The hardest part for Lawrie, 31 on New Year's Day, is the time away from his children - four-year-old Craig and baby Michael, just coming up to his first birthday. But as a career move he feels the opportunity to play in the States is too good to miss.

"I don't have an awful lot of expectations for early in the season. Hopefully I'll play nicely and compete, but it's in the long-term where I hope to see results."

Lawrie had only two European tour victories to his name before the Open and has not won since - but suddenly plunged into the league of superstars he has not looked out of his depth and by finishing joint top points-scorer on his Ryder Cup debut, where he partnered Colin Montgomerie, he has shown that the way he handled pressure at Carnoustie was no one-off.

Every Open winner has the chance to make a cash killing, naturally, and while he has certainly not overlooked the possibilities Lawrie points out that he has also turned down invitations to lots of tournaments "in far-flung places".

One he has accepted, not surprisingly, is to the Masters at Augusta in April. It will be his first trip there, and he said: "Can't wait for it. I first started watching it on television when I was 15, and it's every golfer's dream to play there."

Back in 1984 it must have seemed a million miles away. Even when he turned professional two years later his handicap was still four, and it was 1990 before he tried for a European tour card and a further 12 months before he earned one.

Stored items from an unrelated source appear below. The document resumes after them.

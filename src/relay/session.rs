//! Session Lifecycle
//!
//! Owns one streaming connection from registration to close:
//!
//! ```text
//! Connecting ──register──▶ Registered ──read error / close / logout──▶ Deregistering ──▶ Terminal
//!                              │  ▲
//!                              └──┘ message persisted + dispatched, or empty-body notice
//! ```
//!
//! Identity is verified before a session starts (at upgrade time), so a
//! session always begins in `Connecting` with a known author. One task runs
//! the whole lifecycle: it waits on inbound frames, drains the frames the
//! dispatcher queued for it, and watches the close signal.

use std::fmt;
use std::sync::Arc;
use std::time::Duration;
use tokio::time::Instant;

use super::dispatcher::DispatchHandle;
use super::frames::{ClientFrame, ServerFrame};
use super::registry::{ConnectionHandle, ConnectionInbox, RoomRegistry};
use super::transport::{Transport, TransportError};
use crate::store::types::MAX_BODY_LEN;
use crate::store::{MessageStore, NewMessage, RoomId};

/// Default capacity of each connection's outbound queue
pub const DEFAULT_OUTBOUND_BUFFER: usize = 64;

/// Stand-in deadline when no idle timeout is configured
const NO_IDLE_TIMEOUT: Duration = Duration::from_secs(365 * 24 * 60 * 60);

/// Shared collaborators every session needs
#[derive(Clone)]
pub struct SessionContext {
    pub registry: Arc<RoomRegistry>,
    pub dispatcher: DispatchHandle,
    pub store: Arc<dyn MessageStore>,
    /// Capacity of each connection's outbound queue
    pub outbound_buffer: usize,
    /// Close connections that send nothing for this long
    pub idle_timeout: Option<Duration>,
}

/// Lifecycle state of one connection
#[derive(Debug, Clone, Copy, PartialEq, Eq)]
pub enum SessionState {
    Connecting,
    Registered,
    Deregistering,
    Terminal,
}

/// Why a session ended
#[derive(Debug, Clone, PartialEq, Eq)]
pub enum SessionEnd {
    /// Registry refused the connection
    Rejected(String),
    /// Peer closed the transport
    PeerClosed,
    /// Client sent a logout frame
    Logout,
    /// Reading failed with a protocol error
    ReadFailed(String),
    /// Writing to the peer failed
    WriteFailed,
    /// Client sent a frame that is not valid JSON for this protocol
    Malformed,
    /// The registry or dispatcher closed this connection
    Evicted,
    /// No inbound frame within the idle timeout
    IdleTimeout,
    /// The dispatcher is no longer accepting messages
    DispatcherStopped,
}

impl fmt::Display for SessionEnd {
    fn fmt(&self, f: &mut fmt::Formatter<'_>) -> fmt::Result {
        match self {
            SessionEnd::Rejected(reason) => write!(f, "rejected: {}", reason),
            SessionEnd::PeerClosed => f.write_str("peer closed"),
            SessionEnd::Logout => f.write_str("logout"),
            SessionEnd::ReadFailed(e) => write!(f, "read failed: {}", e),
            SessionEnd::WriteFailed => f.write_str("write failed"),
            SessionEnd::Malformed => f.write_str("malformed frame"),
            SessionEnd::Evicted => f.write_str("evicted"),
            SessionEnd::IdleTimeout => f.write_str("idle timeout"),
            SessionEnd::DispatcherStopped => f.write_str("dispatcher stopped"),
        }
    }
}

/// One connection's lifecycle
pub struct Session<T: Transport> {
    transport: T,
    handle: ConnectionHandle,
    ctx: SessionContext,
    state: SessionState,
    /// Highest message id already sent as backlog
    backlog_high_water: Option<i64>,
}

/// Run a session to completion for an authenticated author
///
/// The connection is registered before the backlog is loaded and written,
/// so no live message can fall between history and the live stream. Live
/// frames queue in the outbound buffer until the greeting is written; a
/// joiner on a slow socket in a busy room can fill `outbound_buffer` in that
/// window and is then evicted like any other slow member.
pub async fn run_session<T: Transport>(
    transport: T,
    room: RoomId,
    author: String,
    ctx: SessionContext,
) -> SessionEnd {
    let (handle, inbox) = ConnectionHandle::new(room, author, ctx.outbound_buffer);
    let session = Session {
        transport,
        handle,
        ctx,
        state: SessionState::Connecting,
        backlog_high_water: None,
    };
    session.run(inbox).await
}

impl<T: Transport> Session<T> {
    async fn run(mut self, mut inbox: ConnectionInbox) -> SessionEnd {
        let id = self.handle.id();
        let room = self.handle.room().clone();

        if let Err(e) = self.ctx.registry.register(&room, self.handle.clone()).await {
            tracing::warn!(connection_id = %id, room = %room, error = %e, "Registration refused");
            let _ = self.send(&ServerFrame::error(e.to_string())).await;
            self.transport.close().await;
            self.transition(SessionState::Terminal);
            return SessionEnd::Rejected(e.to_string());
        }
        self.transition(SessionState::Registered);

        let end = match self.greet().await {
            Ok(()) => self.event_loop(&mut inbox).await,
            Err(_) => SessionEnd::WriteFailed,
        };

        self.transition(SessionState::Deregistering);
        self.ctx.registry.deregister(&room, &id).await;
        self.transport.close().await;
        self.transition(SessionState::Terminal);

        tracing::info!(
            connection_id = %id,
            room = %room,
            author = %self.handle.author(),
            reason = %end,
            "Session ended"
        );
        end
    }

    fn transition(&mut self, next: SessionState) {
        tracing::debug!(
            connection_id = %self.handle.id(),
            from = ?self.state,
            to = ?next,
            "Session state change"
        );
        self.state = next;
    }

    /// Send the connected frame followed by the room backlog
    async fn greet(&mut self) -> Result<(), TransportError> {
        let connected = ServerFrame::Connected {
            connection_id: self.handle.id().to_string(),
            room: self.handle.room().clone(),
            author: self.handle.author().to_string(),
        };
        self.send(&connected).await?;

        match self.ctx.store.list_by_room(self.handle.room()).await {
            Ok(messages) => {
                self.backlog_high_water = messages.iter().map(|m| m.id).max();
                self.send(&ServerFrame::History { messages }).await?;
            }
            Err(e) => {
                tracing::warn!(
                    connection_id = %self.handle.id(),
                    error = %e,
                    "Failed to load room history"
                );
                self.send(&ServerFrame::error("History unavailable")).await?;
            }
        }

        Ok(())
    }

    async fn event_loop(&mut self, inbox: &mut ConnectionInbox) -> SessionEnd {
        let idle_timeout = self.ctx.idle_timeout;
        let idle = tokio::time::sleep(idle_timeout.unwrap_or(NO_IDLE_TIMEOUT));
        tokio::pin!(idle);
        let close_signal = inbox.close_signal();

        loop {
            tokio::select! {
                _ = close_signal.notified() => {
                    return SessionEnd::Evicted;
                }
                frame = inbox.recv() => {
                    let Some(frame) = frame else {
                        return SessionEnd::Evicted;
                    };
                    if self.is_backlog_duplicate(&frame) {
                        continue;
                    }
                    if self.send(&frame).await.is_err() {
                        return SessionEnd::WriteFailed;
                    }
                }
                read = self.transport.read_frame() => {
                    if let Some(timeout) = idle_timeout {
                        idle.as_mut().reset(Instant::now() + timeout);
                    }
                    match read {
                        Ok(text) => {
                            if let Some(end) = self.handle_text(&text).await {
                                return end;
                            }
                        }
                        Err(TransportError::Closed) => return SessionEnd::PeerClosed,
                        Err(TransportError::Protocol(e)) => return SessionEnd::ReadFailed(e),
                    }
                }
                _ = &mut idle, if idle_timeout.is_some() => {
                    let _ = self.send(&ServerFrame::notice("Idle timeout")).await;
                    return SessionEnd::IdleTimeout;
                }
            }
        }
    }

    /// Live messages already covered by the backlog are skipped
    fn is_backlog_duplicate(&self, frame: &ServerFrame) -> bool {
        match (frame.message_id(), self.backlog_high_water) {
            (Some(id), Some(high_water)) => id <= high_water,
            _ => false,
        }
    }

    /// Handle one inbound text frame; `Some` ends the session
    async fn handle_text(&mut self, text: &str) -> Option<SessionEnd> {
        if text.trim().is_empty() {
            let notice = ServerFrame::notice("Message body cannot be empty");
            return self.send(&notice).await.err().map(|_| SessionEnd::WriteFailed);
        }

        let frame = match serde_json::from_str::<ClientFrame>(text) {
            Ok(frame) => frame,
            Err(e) => {
                tracing::debug!(
                    connection_id = %self.handle.id(),
                    error = %e,
                    "Invalid client frame"
                );
                let _ = self
                    .send(&ServerFrame::error(format!("Invalid message format: {}", e)))
                    .await;
                return Some(SessionEnd::Malformed);
            }
        };

        let result = match frame {
            ClientFrame::Ping => self.send(&ServerFrame::Pong).await,
            ClientFrame::Logout => return Some(SessionEnd::Logout),
            ClientFrame::Message { body } => return self.post(body).await,
        };

        result.err().map(|_| SessionEnd::WriteFailed)
    }

    /// Persist a message from this connection and hand it to the dispatcher
    async fn post(&mut self, body: String) -> Option<SessionEnd> {
        if body.trim().is_empty() {
            let notice = ServerFrame::notice("Message body cannot be empty");
            return self.send(&notice).await.err().map(|_| SessionEnd::WriteFailed);
        }
        if body.len() > MAX_BODY_LEN {
            let notice = ServerFrame::notice(format!(
                "Message body exceeds {} bytes",
                MAX_BODY_LEN
            ));
            return self.send(&notice).await.err().map(|_| SessionEnd::WriteFailed);
        }

        let new_message = NewMessage::new(
            self.handle.room().clone(),
            self.handle.author(),
            body,
        );

        let message = match self.ctx.store.persist(new_message).await {
            Ok(message) => message,
            Err(e) => {
                tracing::error!(
                    connection_id = %self.handle.id(),
                    room = %self.handle.room(),
                    error = %e,
                    "Failed to save message"
                );
                let frame = ServerFrame::error("Failed to save message");
                return self.send(&frame).await.err().map(|_| SessionEnd::WriteFailed);
            }
        };

        tracing::debug!(
            connection_id = %self.handle.id(),
            room = %self.handle.room(),
            message_id = message.id,
            "Message saved"
        );

        match self.ctx.dispatcher.dispatch(message).await {
            Ok(()) => None,
            Err(e) => {
                tracing::error!(connection_id = %self.handle.id(), error = %e, "Dispatch failed");
                Some(SessionEnd::DispatcherStopped)
            }
        }
    }

    async fn send(&mut self, frame: &ServerFrame) -> Result<(), TransportError> {
        let text = serde_json::to_string(frame)
            .map_err(|e| TransportError::Protocol(e.to_string()))?;
        self.transport.write_frame(text).await
    }
}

He worked as an assistant - "selling Mars bars and the like" - but always hoped to make playing the sport his living and looking back he says he would not change anything.

The most surprising Open champion for decades - he was 159th in the world at the time, had to come through qualifying and with a round to play was 10 strokes adrift of Van de Velde - is now looking for more success.

He will do so at least safe in the knowledge, of course, that nobody can ever take his name off the Open trophy.